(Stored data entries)
:::::

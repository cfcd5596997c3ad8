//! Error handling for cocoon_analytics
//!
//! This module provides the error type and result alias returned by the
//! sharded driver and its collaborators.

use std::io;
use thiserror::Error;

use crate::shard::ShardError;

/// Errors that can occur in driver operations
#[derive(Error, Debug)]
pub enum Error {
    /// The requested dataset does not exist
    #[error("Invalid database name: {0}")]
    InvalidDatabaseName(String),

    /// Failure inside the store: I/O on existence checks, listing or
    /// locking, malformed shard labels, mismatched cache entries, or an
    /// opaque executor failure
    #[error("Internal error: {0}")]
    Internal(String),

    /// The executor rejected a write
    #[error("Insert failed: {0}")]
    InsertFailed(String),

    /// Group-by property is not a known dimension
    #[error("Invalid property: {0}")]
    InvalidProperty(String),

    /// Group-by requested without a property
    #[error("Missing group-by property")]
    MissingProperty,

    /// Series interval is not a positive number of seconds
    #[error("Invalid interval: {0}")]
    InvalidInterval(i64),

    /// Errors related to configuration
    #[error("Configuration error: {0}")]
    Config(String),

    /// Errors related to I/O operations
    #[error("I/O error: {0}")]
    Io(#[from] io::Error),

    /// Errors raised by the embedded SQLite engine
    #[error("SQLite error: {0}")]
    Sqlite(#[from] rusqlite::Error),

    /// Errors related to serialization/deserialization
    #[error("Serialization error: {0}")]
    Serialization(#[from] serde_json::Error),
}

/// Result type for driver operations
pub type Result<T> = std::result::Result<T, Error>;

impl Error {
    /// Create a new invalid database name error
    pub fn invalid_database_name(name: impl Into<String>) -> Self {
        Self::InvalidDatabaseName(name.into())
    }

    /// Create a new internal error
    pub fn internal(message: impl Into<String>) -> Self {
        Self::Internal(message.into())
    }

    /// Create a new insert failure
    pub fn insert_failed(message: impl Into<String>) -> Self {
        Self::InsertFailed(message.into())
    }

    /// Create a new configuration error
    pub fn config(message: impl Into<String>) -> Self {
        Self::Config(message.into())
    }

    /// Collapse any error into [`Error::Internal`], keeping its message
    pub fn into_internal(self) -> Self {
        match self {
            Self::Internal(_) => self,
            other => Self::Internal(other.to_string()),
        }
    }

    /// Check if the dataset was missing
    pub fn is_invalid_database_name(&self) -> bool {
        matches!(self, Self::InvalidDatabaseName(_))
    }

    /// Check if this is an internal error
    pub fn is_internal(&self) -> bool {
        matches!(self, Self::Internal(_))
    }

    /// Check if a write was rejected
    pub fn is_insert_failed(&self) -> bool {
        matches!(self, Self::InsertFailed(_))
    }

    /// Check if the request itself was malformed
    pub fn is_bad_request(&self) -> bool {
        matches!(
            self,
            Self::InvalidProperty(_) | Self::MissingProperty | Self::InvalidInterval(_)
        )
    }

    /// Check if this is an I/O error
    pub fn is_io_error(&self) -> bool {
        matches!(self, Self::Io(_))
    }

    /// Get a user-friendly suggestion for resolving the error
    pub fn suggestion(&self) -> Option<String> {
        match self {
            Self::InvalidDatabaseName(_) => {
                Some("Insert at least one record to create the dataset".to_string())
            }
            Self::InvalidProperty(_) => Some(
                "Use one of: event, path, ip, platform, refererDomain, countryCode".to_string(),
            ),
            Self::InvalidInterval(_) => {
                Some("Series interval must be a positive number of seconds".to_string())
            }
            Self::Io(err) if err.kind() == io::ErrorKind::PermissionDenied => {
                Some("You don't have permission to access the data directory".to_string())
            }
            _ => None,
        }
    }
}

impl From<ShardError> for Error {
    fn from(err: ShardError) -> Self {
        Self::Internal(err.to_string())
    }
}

:::::

WHAT IS BEING ASKED: What lines in the records above include the string "bool"? Copy each one.

RESULT OF THE TASK:
    pub fn is_invalid_database_name(&self) -> bool {
    pub fn is_internal(&self) -> bool {
    pub fn is_insert_failed(&self) -> bool {
    pub fn is_bad_request(&self) -> bool {
    pub fn is_io_error(&self) -> bool {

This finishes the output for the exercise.